Working from the records below, repeat exactly the lines starting at the line that contains "Shared configuration constants." and ending at the line that contains "pub const QUIESCENCE_STABLE_CYCLES: u32 = 5;", inclusive.

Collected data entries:
******************************

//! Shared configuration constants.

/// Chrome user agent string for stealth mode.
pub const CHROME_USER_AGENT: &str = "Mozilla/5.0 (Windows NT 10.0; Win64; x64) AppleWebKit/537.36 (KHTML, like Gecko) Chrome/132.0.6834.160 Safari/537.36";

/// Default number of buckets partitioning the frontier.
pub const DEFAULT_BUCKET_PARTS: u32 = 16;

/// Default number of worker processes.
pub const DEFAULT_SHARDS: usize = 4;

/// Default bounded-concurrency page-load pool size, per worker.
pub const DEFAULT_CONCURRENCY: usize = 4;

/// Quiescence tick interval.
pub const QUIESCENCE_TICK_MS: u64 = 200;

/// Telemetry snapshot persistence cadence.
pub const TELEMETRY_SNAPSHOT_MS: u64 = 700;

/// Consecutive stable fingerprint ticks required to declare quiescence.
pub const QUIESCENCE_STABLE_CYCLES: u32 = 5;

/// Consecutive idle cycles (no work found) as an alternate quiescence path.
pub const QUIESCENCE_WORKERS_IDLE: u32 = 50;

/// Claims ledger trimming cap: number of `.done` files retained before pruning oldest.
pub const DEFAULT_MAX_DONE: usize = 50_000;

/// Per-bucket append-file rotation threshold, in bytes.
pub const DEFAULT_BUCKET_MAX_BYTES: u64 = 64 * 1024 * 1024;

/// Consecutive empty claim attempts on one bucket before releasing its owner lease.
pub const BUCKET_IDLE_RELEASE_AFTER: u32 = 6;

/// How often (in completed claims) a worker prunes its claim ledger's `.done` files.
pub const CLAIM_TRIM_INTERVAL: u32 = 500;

******************************

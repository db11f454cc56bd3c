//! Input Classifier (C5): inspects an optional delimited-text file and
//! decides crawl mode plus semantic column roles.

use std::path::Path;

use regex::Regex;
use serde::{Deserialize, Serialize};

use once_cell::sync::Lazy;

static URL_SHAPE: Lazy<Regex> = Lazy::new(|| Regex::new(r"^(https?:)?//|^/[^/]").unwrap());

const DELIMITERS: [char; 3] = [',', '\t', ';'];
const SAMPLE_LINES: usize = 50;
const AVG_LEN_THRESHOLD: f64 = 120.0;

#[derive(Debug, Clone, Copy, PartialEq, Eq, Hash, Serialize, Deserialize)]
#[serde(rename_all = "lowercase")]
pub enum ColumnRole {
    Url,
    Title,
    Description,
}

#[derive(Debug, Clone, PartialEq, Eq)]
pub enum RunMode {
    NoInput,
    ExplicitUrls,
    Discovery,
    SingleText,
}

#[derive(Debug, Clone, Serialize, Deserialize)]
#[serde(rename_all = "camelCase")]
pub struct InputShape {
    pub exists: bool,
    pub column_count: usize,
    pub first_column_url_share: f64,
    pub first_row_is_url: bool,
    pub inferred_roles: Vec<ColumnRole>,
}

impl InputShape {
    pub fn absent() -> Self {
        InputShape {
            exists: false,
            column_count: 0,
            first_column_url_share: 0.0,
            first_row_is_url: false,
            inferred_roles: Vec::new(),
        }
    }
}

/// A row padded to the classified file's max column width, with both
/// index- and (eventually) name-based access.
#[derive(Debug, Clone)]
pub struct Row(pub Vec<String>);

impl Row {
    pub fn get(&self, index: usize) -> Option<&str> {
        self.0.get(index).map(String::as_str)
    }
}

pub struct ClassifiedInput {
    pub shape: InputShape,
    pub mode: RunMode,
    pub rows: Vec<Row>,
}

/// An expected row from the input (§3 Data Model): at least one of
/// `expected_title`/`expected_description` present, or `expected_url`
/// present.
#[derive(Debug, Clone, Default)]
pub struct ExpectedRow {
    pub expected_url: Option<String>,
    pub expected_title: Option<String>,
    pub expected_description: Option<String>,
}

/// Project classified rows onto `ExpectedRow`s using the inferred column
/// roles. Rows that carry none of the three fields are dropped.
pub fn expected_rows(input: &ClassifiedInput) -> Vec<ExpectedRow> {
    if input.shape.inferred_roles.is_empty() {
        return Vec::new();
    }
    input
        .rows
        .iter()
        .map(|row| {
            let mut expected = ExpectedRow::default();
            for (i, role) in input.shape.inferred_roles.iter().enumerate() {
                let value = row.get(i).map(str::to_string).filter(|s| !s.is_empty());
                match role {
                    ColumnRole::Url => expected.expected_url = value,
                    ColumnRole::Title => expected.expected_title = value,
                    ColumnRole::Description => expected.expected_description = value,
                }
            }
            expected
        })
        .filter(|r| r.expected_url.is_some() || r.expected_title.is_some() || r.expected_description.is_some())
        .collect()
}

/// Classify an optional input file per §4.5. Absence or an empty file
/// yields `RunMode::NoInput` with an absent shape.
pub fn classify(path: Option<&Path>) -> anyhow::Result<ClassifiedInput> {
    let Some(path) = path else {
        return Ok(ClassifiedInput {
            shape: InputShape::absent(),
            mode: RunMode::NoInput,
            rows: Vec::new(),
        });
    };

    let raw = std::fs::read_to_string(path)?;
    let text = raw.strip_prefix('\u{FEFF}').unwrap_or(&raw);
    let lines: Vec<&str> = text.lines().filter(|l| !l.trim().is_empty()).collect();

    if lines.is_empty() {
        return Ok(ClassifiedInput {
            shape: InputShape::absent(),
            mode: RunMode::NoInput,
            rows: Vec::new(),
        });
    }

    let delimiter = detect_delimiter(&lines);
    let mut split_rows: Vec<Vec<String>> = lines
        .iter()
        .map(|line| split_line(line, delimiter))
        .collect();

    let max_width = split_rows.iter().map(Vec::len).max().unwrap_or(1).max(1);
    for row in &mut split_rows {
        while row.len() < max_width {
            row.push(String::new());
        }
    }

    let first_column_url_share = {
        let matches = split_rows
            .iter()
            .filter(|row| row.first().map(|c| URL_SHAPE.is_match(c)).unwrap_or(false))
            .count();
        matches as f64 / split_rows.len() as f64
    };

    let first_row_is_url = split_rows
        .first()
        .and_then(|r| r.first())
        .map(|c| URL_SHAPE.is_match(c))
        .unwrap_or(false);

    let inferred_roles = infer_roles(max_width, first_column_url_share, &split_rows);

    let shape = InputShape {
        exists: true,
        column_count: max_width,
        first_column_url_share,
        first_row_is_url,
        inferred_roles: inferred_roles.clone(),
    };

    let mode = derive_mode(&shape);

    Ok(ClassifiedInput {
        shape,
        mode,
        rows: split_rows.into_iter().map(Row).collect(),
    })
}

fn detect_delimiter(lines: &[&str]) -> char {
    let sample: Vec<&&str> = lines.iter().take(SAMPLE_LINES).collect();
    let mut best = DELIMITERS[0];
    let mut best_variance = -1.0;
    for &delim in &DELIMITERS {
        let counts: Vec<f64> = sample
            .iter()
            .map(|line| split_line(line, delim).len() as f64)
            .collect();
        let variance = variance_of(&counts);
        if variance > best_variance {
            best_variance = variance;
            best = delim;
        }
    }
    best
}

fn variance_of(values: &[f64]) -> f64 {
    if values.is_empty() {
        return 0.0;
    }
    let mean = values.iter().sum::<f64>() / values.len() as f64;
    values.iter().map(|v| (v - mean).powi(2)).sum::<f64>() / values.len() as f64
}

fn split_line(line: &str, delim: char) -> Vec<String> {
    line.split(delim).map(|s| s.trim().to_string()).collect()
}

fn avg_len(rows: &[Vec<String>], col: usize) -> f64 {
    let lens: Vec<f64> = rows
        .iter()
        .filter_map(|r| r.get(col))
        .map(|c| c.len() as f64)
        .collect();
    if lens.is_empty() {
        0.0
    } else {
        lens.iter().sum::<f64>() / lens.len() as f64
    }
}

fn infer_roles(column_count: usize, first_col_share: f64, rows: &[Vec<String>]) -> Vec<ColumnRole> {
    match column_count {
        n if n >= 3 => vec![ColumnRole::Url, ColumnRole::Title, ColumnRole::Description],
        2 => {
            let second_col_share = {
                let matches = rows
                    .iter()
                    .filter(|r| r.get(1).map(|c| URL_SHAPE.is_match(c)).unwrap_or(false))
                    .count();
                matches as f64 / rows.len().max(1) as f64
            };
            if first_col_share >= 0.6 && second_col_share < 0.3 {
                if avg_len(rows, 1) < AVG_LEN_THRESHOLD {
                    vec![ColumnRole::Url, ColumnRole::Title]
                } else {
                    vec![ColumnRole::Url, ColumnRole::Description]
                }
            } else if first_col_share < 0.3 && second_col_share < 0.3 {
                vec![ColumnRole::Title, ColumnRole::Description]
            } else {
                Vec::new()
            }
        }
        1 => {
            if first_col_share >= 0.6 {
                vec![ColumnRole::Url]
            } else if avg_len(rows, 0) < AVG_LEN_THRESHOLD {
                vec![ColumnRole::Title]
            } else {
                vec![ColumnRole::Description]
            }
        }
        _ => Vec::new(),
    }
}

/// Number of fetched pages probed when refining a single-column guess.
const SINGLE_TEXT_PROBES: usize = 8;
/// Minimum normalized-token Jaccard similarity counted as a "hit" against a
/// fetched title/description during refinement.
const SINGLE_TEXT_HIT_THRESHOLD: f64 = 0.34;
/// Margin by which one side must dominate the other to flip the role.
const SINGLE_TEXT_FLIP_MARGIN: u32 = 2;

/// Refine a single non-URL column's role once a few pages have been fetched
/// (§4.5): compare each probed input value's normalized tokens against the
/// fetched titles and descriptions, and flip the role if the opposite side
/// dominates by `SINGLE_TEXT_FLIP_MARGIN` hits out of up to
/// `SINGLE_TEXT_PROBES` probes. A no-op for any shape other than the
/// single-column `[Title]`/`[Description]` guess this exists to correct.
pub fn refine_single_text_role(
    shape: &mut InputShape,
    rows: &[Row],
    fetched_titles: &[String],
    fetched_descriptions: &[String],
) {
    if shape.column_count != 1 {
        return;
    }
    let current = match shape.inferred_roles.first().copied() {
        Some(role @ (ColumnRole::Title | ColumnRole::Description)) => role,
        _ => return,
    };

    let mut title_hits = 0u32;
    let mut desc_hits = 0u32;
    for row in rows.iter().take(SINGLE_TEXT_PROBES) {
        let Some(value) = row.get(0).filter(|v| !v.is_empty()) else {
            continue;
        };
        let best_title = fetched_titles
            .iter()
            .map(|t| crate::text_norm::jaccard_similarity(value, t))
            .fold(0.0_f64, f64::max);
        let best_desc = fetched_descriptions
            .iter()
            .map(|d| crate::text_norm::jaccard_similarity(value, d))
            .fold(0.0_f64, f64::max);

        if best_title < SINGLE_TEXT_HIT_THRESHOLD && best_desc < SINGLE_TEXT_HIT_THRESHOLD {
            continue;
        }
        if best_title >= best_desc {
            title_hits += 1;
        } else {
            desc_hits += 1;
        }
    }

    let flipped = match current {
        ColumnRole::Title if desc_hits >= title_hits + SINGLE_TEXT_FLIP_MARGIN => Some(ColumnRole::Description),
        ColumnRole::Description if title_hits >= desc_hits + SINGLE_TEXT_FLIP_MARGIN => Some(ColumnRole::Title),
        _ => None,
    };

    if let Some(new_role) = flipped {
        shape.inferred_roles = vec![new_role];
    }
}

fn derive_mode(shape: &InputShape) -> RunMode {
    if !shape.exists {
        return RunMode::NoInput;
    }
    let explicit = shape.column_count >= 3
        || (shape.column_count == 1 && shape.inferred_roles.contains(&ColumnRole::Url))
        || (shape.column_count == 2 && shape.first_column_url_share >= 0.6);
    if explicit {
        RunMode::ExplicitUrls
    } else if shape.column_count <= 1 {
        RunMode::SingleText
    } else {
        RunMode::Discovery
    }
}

******************************

Solution for this problem
//! Shared configuration constants.

/// Chrome user agent string for stealth mode.
pub const CHROME_USER_AGENT: &str = "Mozilla/5.0 (Windows NT 10.0; Win64; x64) AppleWebKit/537.36 (KHTML, like Gecko) Chrome/132.0.6834.160 Safari/537.36";

/// Default number of buckets partitioning the frontier.
pub const DEFAULT_BUCKET_PARTS: u32 = 16;

/// Default number of worker processes.
pub const DEFAULT_SHARDS: usize = 4;

/// Default bounded-concurrency page-load pool size, per worker.
pub const DEFAULT_CONCURRENCY: usize = 4;

/// Quiescence tick interval.
pub const QUIESCENCE_TICK_MS: u64 = 200;

/// Telemetry snapshot persistence cadence.
pub const TELEMETRY_SNAPSHOT_MS: u64 = 700;

/// Consecutive stable fingerprint ticks required to declare quiescence.
pub const QUIESCENCE_STABLE_CYCLES: u32 = 5;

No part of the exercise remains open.